Il progetto “Barbie Tu” offre una vera e propria immersione nell’infanzia. Dopo aver prenotato una “seduta”, Simona accoglie i partecipanti nella sua bottega, invitandoli a togliersi le scarpe e a sedersi per terra, proprio come si faceva da bambini. «Questo è uno spazio di libertà dove ci si lascia andare alle emozioni e ai ricordi, come in un momento taumaturgico. Non a caso chiedo di portare un album fotografico di famiglia del periodo dell’infanzia, per darle forma», spiega l’ideatrice, sottolineando la profonda valenza psicologica dell’iniziativa.

Un regalo per l’anima

In un mondo frenetico, “Sogni su Misura” rappresenta un rifugio emotivo. Qui, il tempo sembra non esistere. Si aprono cassetti, si rovista tra vestitini e accessori per personalizzare la Barbie scelta, creando una bambola a propria immagine e somiglianza. Si inizia dal colore dei capelli per ricreare la propria pettinatura, per poi passare al look.

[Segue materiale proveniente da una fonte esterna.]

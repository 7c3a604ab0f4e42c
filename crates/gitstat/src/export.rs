// Copyright (c) 2026 - present Nicholas D. Crosbie
// SPDX-License-Identifier: MIT

//! Record export
//!
//! Commits can be written whole (`json`, `jsonl`) or flattened into three
//! tables, each a JSON-lines file:
//!
//! - `commits.jsonl`: one row per commit
//! - `commit_branch_messages.jsonl`: one row per squashed branch message
//! - `commit_file_changes.jsonl`: one row per changed file
//!
//! Table files are appended to, so repeated incremental runs accumulate.

use std::fs::{self, OpenOptions};
use std::io::{BufWriter, Write};
use std::path::{Path, PathBuf};

use chrono::{DateTime, Utc};
use clap::ValueEnum;
use gitstat_log::CommitRecord;
use serde::{Deserialize, Serialize};
use thiserror::Error;
use tracing::info;

/// File name of the commits table
pub const COMMITS_TABLE: &str = "commits.jsonl";
/// File name of the branch messages table
pub const BRANCH_MESSAGES_TABLE: &str = "commit_branch_messages.jsonl";
/// File name of the file changes table
pub const FILE_CHANGES_TABLE: &str = "commit_file_changes.jsonl";

/// Export errors
#[derive(Debug, Error)]
pub enum ExportError {
    /// Error writing output
    #[error("IO error: {0}")]
    Io(#[from] std::io::Error),

    /// JSON serialization error
    #[error("JSON error: {0}")]
    Json(#[from] serde_json::Error),
}

/// Output format
#[derive(Debug, Clone, Copy, PartialEq, Eq, Default, ValueEnum)]
pub enum OutputFormat {
    /// A single JSON array of commits
    Json,
    /// One JSON commit per line
    #[default]
    Jsonl,
    /// Three flattened JSON-lines tables in a directory
    Tables,
}

/// A row of the commits table
#[derive(Debug, Clone, PartialEq, Eq, Serialize, Deserialize)]
pub struct CommitRow {
    /// Repository label, if one was given
    pub repository: Option<String>,
    /// Commit SHA
    pub sha: String,
    /// Author date
    pub date: Option<DateTime<Utc>>,
    /// Commit subject
    pub subject: String,
    /// PR number from the subject
    pub pr_number: Option<u64>,
    /// Reverted PR number from the subject
    pub revert_pr_number: Option<u64>,
    /// Author name
    pub author_name: Option<String>,
    /// Author email
    pub author_email: Option<String>,
}

impl CommitRow {
    /// Flatten a commit into its table row
    #[must_use]
    pub fn from_record(record: &CommitRecord, repository: Option<&str>) -> Self {
        Self {
            repository: repository.map(str::to_string),
            sha: record.hash.clone(),
            date: record.date,
            subject: record.subject.clone(),
            pr_number: record.pr_number,
            revert_pr_number: record.revert_pr_number,
            author_name: record.author.as_ref().map(|a| a.name.clone()),
            author_email: record.author.as_ref().map(|a| a.email.clone()),
        }
    }
}

/// A row of the branch messages table
#[derive(Debug, Clone, PartialEq, Eq, Serialize, Deserialize)]
pub struct BranchMessageRow {
    /// SHA of the commit carrying the message
    pub parent_sha: String,
    /// Date of the commit carrying the message
    pub parent_date: Option<DateTime<Utc>>,
    /// Message text
    pub message: String,
    /// Position of the message in the commit body
    pub index: usize,
}

impl BranchMessageRow {
    /// All branch message rows of one commit, in body order
    #[must_use]
    pub fn from_record(record: &CommitRecord) -> Vec<Self> {
        record
            .branch_commit_messages
            .iter()
            .enumerate()
            .map(|(index, message)| Self {
                parent_sha: record.hash.clone(),
                parent_date: record.date,
                message: message.clone(),
                index,
            })
            .collect()
    }
}

/// A row of the file changes table
#[derive(Debug, Clone, PartialEq, Eq, Serialize, Deserialize)]
pub struct FileChangeRow {
    /// SHA of the commit that changed the file
    pub parent_sha: String,
    /// Date of the commit that changed the file
    pub parent_date: Option<DateTime<Utc>>,
    /// Final file path
    pub file_name: String,
    /// Previous path for renames
    pub renamed_from: Option<String>,
    /// Total changed lines
    pub total_changes: u64,
    /// Inserted lines (may be estimated)
    pub num_inserts: u64,
    /// Deleted lines (may be estimated)
    pub num_deletes: u64,
}

impl FileChangeRow {
    /// All file change rows of one commit, ordered by path
    #[must_use]
    pub fn from_record(record: &CommitRecord) -> Vec<Self> {
        record
            .file_map
            .iter()
            .map(|(name, change)| Self {
                parent_sha: record.hash.clone(),
                parent_date: record.date,
                file_name: name.clone(),
                renamed_from: change.renamed_from.clone(),
                total_changes: change.total_changes,
                num_inserts: change.num_inserts,
                num_deletes: change.num_deletes,
            })
            .collect()
    }
}

/// Rows written by an export
#[derive(Debug, Clone, Copy, Default, PartialEq, Eq)]
pub struct ExportStats {
    /// Commits (or commit rows) written
    pub commits: usize,
    /// Branch message rows written
    pub branch_messages: usize,
    /// File change rows written
    pub file_changes: usize,
}

/// Sort commits oldest first; undated commits go last in their input order
pub fn sort_by_date(records: &mut [CommitRecord]) {
    records.sort_by_key(|r| (r.date.is_none(), r.date));
}

/// Write commits as one pretty JSON array
///
/// # Errors
///
/// Returns `ExportError` if serialization or writing fails.
pub fn write_json<W: Write>(
    mut writer: W,
    records: &[CommitRecord],
) -> Result<ExportStats, ExportError> {
    serde_json::to_writer_pretty(&mut writer, records)?;
    writeln!(writer)?;
    writer.flush()?;
    Ok(ExportStats {
        commits: records.len(),
        ..Default::default()
    })
}

/// Write commits as JSON lines
///
/// # Errors
///
/// Returns `ExportError` if serialization or writing fails.
pub fn write_jsonl<W: Write>(
    mut writer: W,
    records: &[CommitRecord],
) -> Result<ExportStats, ExportError> {
    write_lines(&mut writer, records)?;
    writer.flush()?;
    Ok(ExportStats {
        commits: records.len(),
        ..Default::default()
    })
}

fn write_lines<W: Write, T: Serialize>(writer: &mut W, rows: &[T]) -> Result<(), ExportError> {
    for row in rows {
        serde_json::to_writer(&mut *writer, row)?;
        writeln!(writer)?;
    }
    Ok(())
}

/// Appends commits to the three table files in a directory
#[derive(Debug, Clone)]
pub struct TableWriter {
    dir: PathBuf,
    repository: Option<String>,
}

impl TableWriter {
    /// Create a writer for a directory (created on first write)
    #[must_use]
    pub fn new(dir: impl Into<PathBuf>) -> Self {
        Self {
            dir: dir.into(),
            repository: None,
        }
    }

    /// Stamp commit rows with a repository label
    #[must_use]
    pub fn with_repository(mut self, repository: Option<String>) -> Self {
        self.repository = repository;
        self
    }

    /// Directory the tables live in
    #[must_use]
    pub fn dir(&self) -> &Path {
        &self.dir
    }

    /// Sort commits oldest first and append them to the tables
    ///
    /// # Errors
    ///
    /// Returns `ExportError` if the directory or a table cannot be written.
    pub fn write(&self, records: &mut [CommitRecord]) -> Result<ExportStats, ExportError> {
        fs::create_dir_all(&self.dir)?;
        sort_by_date(records);

        let commit_rows: Vec<CommitRow> = records
            .iter()
            .map(|r| CommitRow::from_record(r, self.repository.as_deref()))
            .collect();
        let branch_rows: Vec<BranchMessageRow> =
            records.iter().flat_map(BranchMessageRow::from_record).collect();
        let file_rows: Vec<FileChangeRow> =
            records.iter().flat_map(FileChangeRow::from_record).collect();

        self.append(COMMITS_TABLE, &commit_rows)?;
        self.append(BRANCH_MESSAGES_TABLE, &branch_rows)?;
        self.append(FILE_CHANGES_TABLE, &file_rows)?;

        let stats = ExportStats {
            commits: commit_rows.len(),
            branch_messages: branch_rows.len(),
            file_changes: file_rows.len(),
        };
        info!(
            dir = %self.dir.display(),
            commits = stats.commits,
            branch_messages = stats.branch_messages,
            file_changes = stats.file_changes,
            "Appended tables"
        );
        Ok(stats)
    }

    fn append<T: Serialize>(&self, table: &str, rows: &[T]) -> Result<(), ExportError> {
        let file = OpenOptions::new()
            .create(true)
            .append(true)
            .open(self.dir.join(table))?;
        let mut writer = BufWriter::new(file);
        write_lines(&mut writer, rows)?;
        writer.flush()?;
        Ok(())
    }
}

«È un’attività pensata soprattutto per le clienti adulte», spiega Pisaniello. «I piccoli giocano sempre e vivono nella magia tutti i giorni, i grandi no. Ma i sogni non finiscono. Continuano ogni tanto, anche oltre l’infanzia». Il progetto “Barbie Tu” è un’idea semplice ma potente, capace di far riscoprire la parte più autentica e pura di ognuno. Una pausa meritata, un abbraccio invisibile che allevia ansie e tensioni, riportando a un’epoca di innocenza e gioia. È anche un’idea regalo originale e significativa, perfetta per la Festa della Mamma, come Simona stessa testimonia, trovando in questa attività un modo per tenere sempre viva la memoria della sua.